The inputs would be an array of matrices [800][1000][400] and an integer array of size 400 which maps index i(destination) to index j(source) (it is possible that they may be the same index).

I tried two approaches, one kernel which somewhat vectorizes the loads ( I used float4),

and a host side loop like this:

int copy_from=0;

for(int i=0;i<num_matrices;i++){
    copy_from=indices[i];
    err=cudaMemcpy((float*)(&D_out[i*plane_big_dim]),(float*)(&D_Matrices[copy_from*plane_big_dim]),single_matrix_bytes,cudaMemcpyDeviceToDevice);
    if(err!=cudaSuccess){printf("%s in %s at line %d\n",cudaGetErrorString(err),__FILE__,__LINE__);}

			
}

It ends up the above host controlled device memcpy is fastest at 3ms on the GTX 980, with my device-only kernel taking about 12 ms, and the equivalent MATLAB CPU version taking 300 ms.

Even though the loop approach is fast enough, I am not loving the fact I need two large buffers, when I would prefer to use less device memory (each buffer is over 1GB and I have other device allocations).

This is not a swap situation, where i->j and j->i, rather a reordering to a custom permutation which is that input integer array of indices.

Any other approach ideas which may reduce my memory requirements?

little_jimmy · January 19, 2015, 4:47am

nothing for nothing - meaning you would likely conduct a trade-off

you now likely attain speed, at the cost of memory (footprint)

you could exchange speed for memory footprint

an elementary example would be to swap, rather than to move

if matrix i needs to go to order/ position j, rather swap j and i, instead of moving i and everything else to a new memory allocation - the buffer

would likely double the time spent on transfers, at a fraction of memory footprint you require now to buffer transfers

then again you might use 2 matrix host buffers, and 2 streams

move current matrix at location a to host buffer, move new matrix at location b into current location at location a, move matrix in host buffer back to location b

if you use streams, you may ‘hide’ the double move, because the direction differs

CudaaduC · January 19, 2015, 5:22am

Yes, that is an idea with exploring. Using streams might work as you suggest, but I wonder if the data size of the copies might be too large to get any parallel operations. Most of my experience with streams has been in the context of small compute kernels using cuBLAS or cuSPARSE, and I noticed that only if the size(launch configuration) of the kernels were relatively small I would get the desired compute overlap.

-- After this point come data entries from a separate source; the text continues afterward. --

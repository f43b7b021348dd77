//! Provider context
//!
//! Everything a lifecycle call needs from its environment: the API client,
//! the provider configuration and a cancellation token. Owned by the
//! orchestrator and passed in explicitly; cloning is cheap and shares the
//! in-flight registry.

use std::sync::Arc;

use dashmap::mapref::entry::Entry;
use dashmap::DashMap;
use gcompute_common::{Error, OperationKind, Result, Scope};
use tokio_util::sync::CancellationToken;
use tracing::debug;

use crate::client::{CollectionClient, ComputeApi};
use crate::config::ProviderConfig;
use crate::resources::ResourceHandler;
use crate::waiter::{OperationWaiter, WaitConfig};

#[derive(Clone)]
pub struct ProviderContext {
    api: Arc<dyn ComputeApi>,
    config: Arc<ProviderConfig>,
    cancel: CancellationToken,
    in_flight: Arc<DashMap<String, OperationKind>>,
}

impl ProviderContext {
    pub fn new(api: Arc<dyn ComputeApi>, config: ProviderConfig) -> Self {
        Self {
            api,
            config: Arc::new(config),
            cancel: CancellationToken::new(),
            in_flight: Arc::new(DashMap::new()),
        }
    }

    pub fn config(&self) -> &ProviderConfig {
        &self.config
    }

    /// Scope a resource type's entities live in
    pub fn scope_for(&self, handler: &dyn ResourceHandler) -> Scope {
        self.config.scope_for(handler.scope_kind())
    }

    pub fn client_for(&self, handler: &dyn ResourceHandler) -> CollectionClient {
        CollectionClient::new(self.api.clone(), handler.collection(), self.scope_for(handler))
    }

    /// Waiter honouring this context's cancellation
    pub fn waiter(&self, config: WaitConfig) -> OperationWaiter<'_> {
        OperationWaiter::new(self.api.as_ref(), config).with_cancellation(self.cancel.child_token())
    }

    /// Abort every wait started from this context or its clones
    pub fn cancel(&self) {
        self.cancel.cancel();
    }

    pub fn cancellation_token(&self) -> CancellationToken {
        self.cancel.clone()
    }

    /// Register a mutating call on `key`. Fails if one is already running;
    /// the registration ends when the guard is dropped.
    pub fn begin_mutation(&self, key: &str, kind: OperationKind) -> Result<InFlightGuard> {
        match self.in_flight.entry(key.to_string()) {
            Entry::Occupied(existing) => {
                debug!(resource = key, running = %existing.get(), rejected = %kind, "Mutation already in flight");
                Err(Error::ConcurrentMutation {
                    resource: key.to_string(),
                })
            }
            Entry::Vacant(slot) => {
                slot.insert(kind);
                Ok(InFlightGuard {
                    registry: self.in_flight.clone(),
                    key: key.to_string(),
                })
            }
        }
    }

    /// Number of mutating calls currently running
    pub fn in_flight_count(&self) -> usize {
        self.in_flight.len()
    }
}

/// Marks one instance as being mutated until dropped
#[must_use]
pub struct InFlightGuard {
    registry: Arc<DashMap<String, OperationKind>>,
    key: String,
}

impl Drop for InFlightGuard {
    fn drop(&mut self) {
        self.registry.remove(&self.key);
    }
}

I will give that strategy a go, and report if I get good results. Thanks for the suggestion.

The other option, while slower, would be to pinned (page locked) CPU memory buffer, and then copy directly from that buffer to the device buffer at 12 GBs via a cudaMemcpyHostToDevice call each iteration of the CPU loop.

But since I am getting my data via a MATLAB mex call, that pointer will be to slow pageable memory, so I will have to allocate another pinned buffer in host memory, copy the MATLAB memory to that host pinned buffer and then work with that.

I wonder if there is any way from the MATLAB side to get a pinned host buffer which CUDA will recognize as such? Somehow I doubt that is possible…

Many times when I have to work implementing/converting a MATLAB script into a CUDA mex, I have to deal with the GPU device memory limitations. Some of the MATLAB scripts I get can use as much as 14 GB of memory in the course of a script, so that leaves me with the issue of how to get that to work with 1/3 of the memory on the GPU.

little_jimmy · January 19, 2015, 5:41am

the idea behind streams was to get the underlying memory copies parallel, such that you can exploit both directions of the pci bus, to pay less of a penalty for exchanging speed for memory

while stream 1 is moving a matrix to the host to buffer it, to free the slot the matrix currently occupies, stream 2 is moving its host buffered matrix back to its new slot on the device

the presumption here is of course that the final destination is on the device

“each iteration of the CPU loop”

you may exploit the asynchronous nature of streams such that you need far less pinned memory - you copy (a block) away while the next matlab mex call is writing to the other block

"Many times when I have to work implementing/converting a MATLAB script into a CUDA mex, I have to deal with the GPU device memory limitations. Some of the MATLAB scripts I get can use as much as 14 GB of memory in the course of a script, so that leaves me with the issue of how to get that to work with 1/3 of the memory on the GPU. "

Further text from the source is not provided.